The records below must be copied out completely and exactly.

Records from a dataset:
* * *

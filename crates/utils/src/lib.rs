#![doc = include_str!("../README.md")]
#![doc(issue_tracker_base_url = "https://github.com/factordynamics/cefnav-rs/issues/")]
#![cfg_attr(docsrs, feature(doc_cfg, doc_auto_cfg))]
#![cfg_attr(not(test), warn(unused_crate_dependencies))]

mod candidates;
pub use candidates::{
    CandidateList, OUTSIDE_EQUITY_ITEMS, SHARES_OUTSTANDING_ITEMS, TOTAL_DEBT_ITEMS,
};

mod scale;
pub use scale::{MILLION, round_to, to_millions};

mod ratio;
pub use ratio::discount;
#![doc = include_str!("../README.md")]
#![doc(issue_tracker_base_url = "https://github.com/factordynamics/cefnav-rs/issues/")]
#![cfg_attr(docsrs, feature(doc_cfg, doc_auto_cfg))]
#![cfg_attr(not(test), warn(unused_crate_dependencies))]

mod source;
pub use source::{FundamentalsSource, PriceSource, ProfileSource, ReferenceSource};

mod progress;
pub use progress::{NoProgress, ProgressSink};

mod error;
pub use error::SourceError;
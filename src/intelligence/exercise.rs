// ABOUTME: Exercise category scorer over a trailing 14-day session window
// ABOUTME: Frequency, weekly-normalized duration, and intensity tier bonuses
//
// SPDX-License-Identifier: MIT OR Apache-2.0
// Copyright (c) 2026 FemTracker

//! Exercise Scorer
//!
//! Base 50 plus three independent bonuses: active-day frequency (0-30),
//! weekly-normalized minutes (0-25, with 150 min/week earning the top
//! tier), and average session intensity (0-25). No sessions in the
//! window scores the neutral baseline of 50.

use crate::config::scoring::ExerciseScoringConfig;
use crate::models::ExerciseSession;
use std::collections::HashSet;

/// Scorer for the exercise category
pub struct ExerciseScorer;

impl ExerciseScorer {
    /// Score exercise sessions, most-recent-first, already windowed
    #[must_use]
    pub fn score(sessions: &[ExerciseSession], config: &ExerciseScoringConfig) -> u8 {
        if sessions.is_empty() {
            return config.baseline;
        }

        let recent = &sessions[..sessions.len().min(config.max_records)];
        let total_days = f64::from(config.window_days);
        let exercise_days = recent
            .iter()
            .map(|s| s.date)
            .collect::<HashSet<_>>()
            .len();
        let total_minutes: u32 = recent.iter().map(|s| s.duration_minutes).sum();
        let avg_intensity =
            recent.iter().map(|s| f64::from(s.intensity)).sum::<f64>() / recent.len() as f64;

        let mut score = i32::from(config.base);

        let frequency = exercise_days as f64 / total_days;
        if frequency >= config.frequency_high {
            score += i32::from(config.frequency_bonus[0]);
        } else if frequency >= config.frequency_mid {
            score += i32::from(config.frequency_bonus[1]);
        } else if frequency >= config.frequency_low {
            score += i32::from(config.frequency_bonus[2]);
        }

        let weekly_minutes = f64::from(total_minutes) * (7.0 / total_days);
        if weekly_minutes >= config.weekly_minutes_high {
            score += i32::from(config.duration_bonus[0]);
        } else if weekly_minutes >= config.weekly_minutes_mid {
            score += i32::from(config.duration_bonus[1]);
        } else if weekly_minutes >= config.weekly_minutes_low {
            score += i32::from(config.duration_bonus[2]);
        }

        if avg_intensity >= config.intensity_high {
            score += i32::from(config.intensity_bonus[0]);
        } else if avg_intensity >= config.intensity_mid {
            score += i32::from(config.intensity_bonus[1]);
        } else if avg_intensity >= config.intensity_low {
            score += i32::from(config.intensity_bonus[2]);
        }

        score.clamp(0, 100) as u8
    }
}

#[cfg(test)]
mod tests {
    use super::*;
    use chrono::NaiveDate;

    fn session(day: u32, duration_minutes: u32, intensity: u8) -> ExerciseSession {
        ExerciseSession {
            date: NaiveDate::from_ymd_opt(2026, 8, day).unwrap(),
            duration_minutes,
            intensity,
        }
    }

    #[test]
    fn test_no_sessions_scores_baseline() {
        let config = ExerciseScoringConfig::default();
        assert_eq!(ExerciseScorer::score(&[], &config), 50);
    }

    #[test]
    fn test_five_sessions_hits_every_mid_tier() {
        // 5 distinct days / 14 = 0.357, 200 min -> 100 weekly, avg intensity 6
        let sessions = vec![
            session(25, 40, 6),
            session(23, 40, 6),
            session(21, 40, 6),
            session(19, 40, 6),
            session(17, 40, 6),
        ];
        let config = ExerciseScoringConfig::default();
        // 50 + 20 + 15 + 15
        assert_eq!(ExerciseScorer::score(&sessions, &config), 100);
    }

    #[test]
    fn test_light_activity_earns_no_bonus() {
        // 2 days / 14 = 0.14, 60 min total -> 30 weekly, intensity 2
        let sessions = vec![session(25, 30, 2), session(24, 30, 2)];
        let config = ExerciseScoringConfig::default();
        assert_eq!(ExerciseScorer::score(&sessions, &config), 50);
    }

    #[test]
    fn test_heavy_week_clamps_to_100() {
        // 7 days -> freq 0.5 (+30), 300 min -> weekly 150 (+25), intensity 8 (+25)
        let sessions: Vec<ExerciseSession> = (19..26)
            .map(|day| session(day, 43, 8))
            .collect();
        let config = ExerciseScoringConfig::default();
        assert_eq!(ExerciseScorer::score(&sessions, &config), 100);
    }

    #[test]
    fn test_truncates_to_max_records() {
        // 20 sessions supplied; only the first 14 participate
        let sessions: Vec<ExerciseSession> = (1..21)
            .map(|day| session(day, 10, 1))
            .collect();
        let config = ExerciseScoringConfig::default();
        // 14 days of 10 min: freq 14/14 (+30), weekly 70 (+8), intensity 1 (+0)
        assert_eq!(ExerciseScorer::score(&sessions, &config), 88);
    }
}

* * *

→ YOUR RESPONSE:
filename crates/utils/src/lib.rs
#![doc = include_str!("../README.md")]
#![doc(issue_tracker_base_url = "https://github.com/factordynamics/cefnav-rs/issues/")]
#![cfg_attr(docsrs, feature(doc_cfg, doc_auto_cfg))]
#![cfg_attr(not(test), warn(unused_crate_dependencies))]

mod candidates;
pub use candidates::{
    CandidateList, OUTSIDE_EQUITY_ITEMS, SHARES_OUTSTANDING_ITEMS, TOTAL_DEBT_ITEMS,
};

mod scale;
pub use scale::{MILLION, round_to, to_millions};

mod ratio;
pub use ratio::discount;
#![doc = include_str!("../README.md")]
#![doc(issue_tracker_base_url = "https://github.com/factordynamics/cefnav-rs/issues/")]
#![cfg_attr(docsrs, feature(doc_cfg, doc_auto_cfg))]
#![cfg_attr(not(test), warn(unused_crate_dependencies))]

mod source;
pub use source::{FundamentalsSource, PriceSource, ProfileSource, ReferenceSource};

mod progress;
pub use progress::{NoProgress, ProgressSink};

mod error;
pub use error::SourceError;
filename src/intelligence/exercise.rs
// ABOUTME: Exercise category scorer over a trailing 14-day session window
// ABOUTME: Frequency, weekly-normalized duration, and intensity tier bonuses
//
// SPDX-License-Identifier: MIT OR Apache-2.0
// Copyright (c) 2026 FemTracker

//! Exercise Scorer
//!
//! Base 50 plus three independent bonuses: active-day frequency (0-30),
//! weekly-normalized minutes (0-25, with 150 min/week earning the top
//! tier), and average session intensity (0-25). No sessions in the
//! window scores the neutral baseline of 50.

use crate::config::scoring::ExerciseScoringConfig;
use crate::models::ExerciseSession;
use std::collections::HashSet;

/// Scorer for the exercise category
pub struct ExerciseScorer;

impl ExerciseScorer {
    /// Score exercise sessions, most-recent-first, already windowed
    #[must_use]
    pub fn score(sessions: &[ExerciseSession], config: &ExerciseScoringConfig) -> u8 {
        if sessions.is_empty() {
            return config.baseline;
        }

        let recent = &sessions[..sessions.len().min(config.max_records)];
        let total_days = f64::from(config.window_days);
        let exercise_days = recent
            .iter()
            .map(|s| s.date)
            .collect::<HashSet<_>>()
            .len();
        let total_minutes: u32 = recent.iter().map(|s| s.duration_minutes).sum();
        let avg_intensity =
            recent.iter().map(|s| f64::from(s.intensity)).sum::<f64>() / recent.len() as f64;

        let mut score = i32::from(config.base);

        let frequency = exercise_days as f64 / total_days;
        if frequency >= config.frequency_high {
            score += i32::from(config.frequency_bonus[0]);
        } else if frequency >= config.frequency_mid {
            score += i32::from(config.frequency_bonus[1]);
        } else if frequency >= config.frequency_low {
            score += i32::from(config.frequency_bonus[2]);
        }

        let weekly_minutes = f64::from(total_minutes) * (7.0 / total_days);
        if weekly_minutes >= config.weekly_minutes_high {
            score += i32::from(config.duration_bonus[0]);
        } else if weekly_minutes >= config.weekly_minutes_mid {
            score += i32::from(config.duration_bonus[1]);
        } else if weekly_minutes >= config.weekly_minutes_low {
            score += i32::from(config.duration_bonus[2]);
        }

        if avg_intensity >= config.intensity_high {
            score += i32::from(config.intensity_bonus[0]);
        } else if avg_intensity >= config.intensity_mid {
            score += i32::from(config.intensity_bonus[1]);
        } else if avg_intensity >= config.intensity_low {
            score += i32::from(config.intensity_bonus[2]);
        }

        score.clamp(0, 100) as u8
    }
}

#[cfg(test)]
mod tests {
    use super::*;
    use chrono::NaiveDate;

    fn session(day: u32, duration_minutes: u32, intensity: u8) -> ExerciseSession {
        ExerciseSession {
            date: NaiveDate::from_ymd_opt(2026, 8, day).unwrap(),
            duration_minutes,
            intensity,
        }
    }

    #[test]
    fn test_no_sessions_scores_baseline() {
        let config = ExerciseScoringConfig::default();
        assert_eq!(ExerciseScorer::score(&[], &config), 50);
    }

    #[test]
    fn test_five_sessions_hits_every_mid_tier() {
        // 5 distinct days / 14 = 0.357, 200 min -> 100 weekly, avg intensity 6
        let sessions = vec![
            session(25, 40, 6),
            session(23, 40, 6),
            session(21, 40, 6),
            session(19, 40, 6),
            session(17, 40, 6),
        ];
        let config = ExerciseScoringConfig::default();
        // 50 + 20 + 15 + 15
        assert_eq!(ExerciseScorer::score(&sessions, &config), 100);
    }

    #[test]
    fn test_light_activity_earns_no_bonus() {
        // 2 days / 14 = 0.14, 60 min total -> 30 weekly, intensity 2
        let sessions = vec![session(25, 30, 2), session(24, 30, 2)];
        let config = ExerciseScoringConfig::default();
        assert_eq!(ExerciseScorer::score(&sessions, &config), 50);
    }

    #[test]
    fn test_heavy_week_clamps_to_100() {
        // 7 days -> freq 0.5 (+30), 300 min -> weekly 150 (+25), intensity 8 (+25)
        let sessions: Vec<ExerciseSession> = (19..26)
            .map(|day| session(day, 43, 8))
            .collect();
        let config = ExerciseScoringConfig::default();
        assert_eq!(ExerciseScorer::score(&sessions, &config), 100);
    }

    #[test]
    fn test_truncates_to_max_records() {
        // 20 sessions supplied; only the first 14 participate
        let sessions: Vec<ExerciseSession> = (1..21)
            .map(|day| session(day, 10, 1))
            .collect();
        let config = ExerciseScoringConfig::default();
        // 14 days of 10 min: freq 14/14 (+30), weekly 70 (+8), intensity 1 (+0)
        assert_eq!(ExerciseScorer::score(&sessions, &config), 88);
    }
}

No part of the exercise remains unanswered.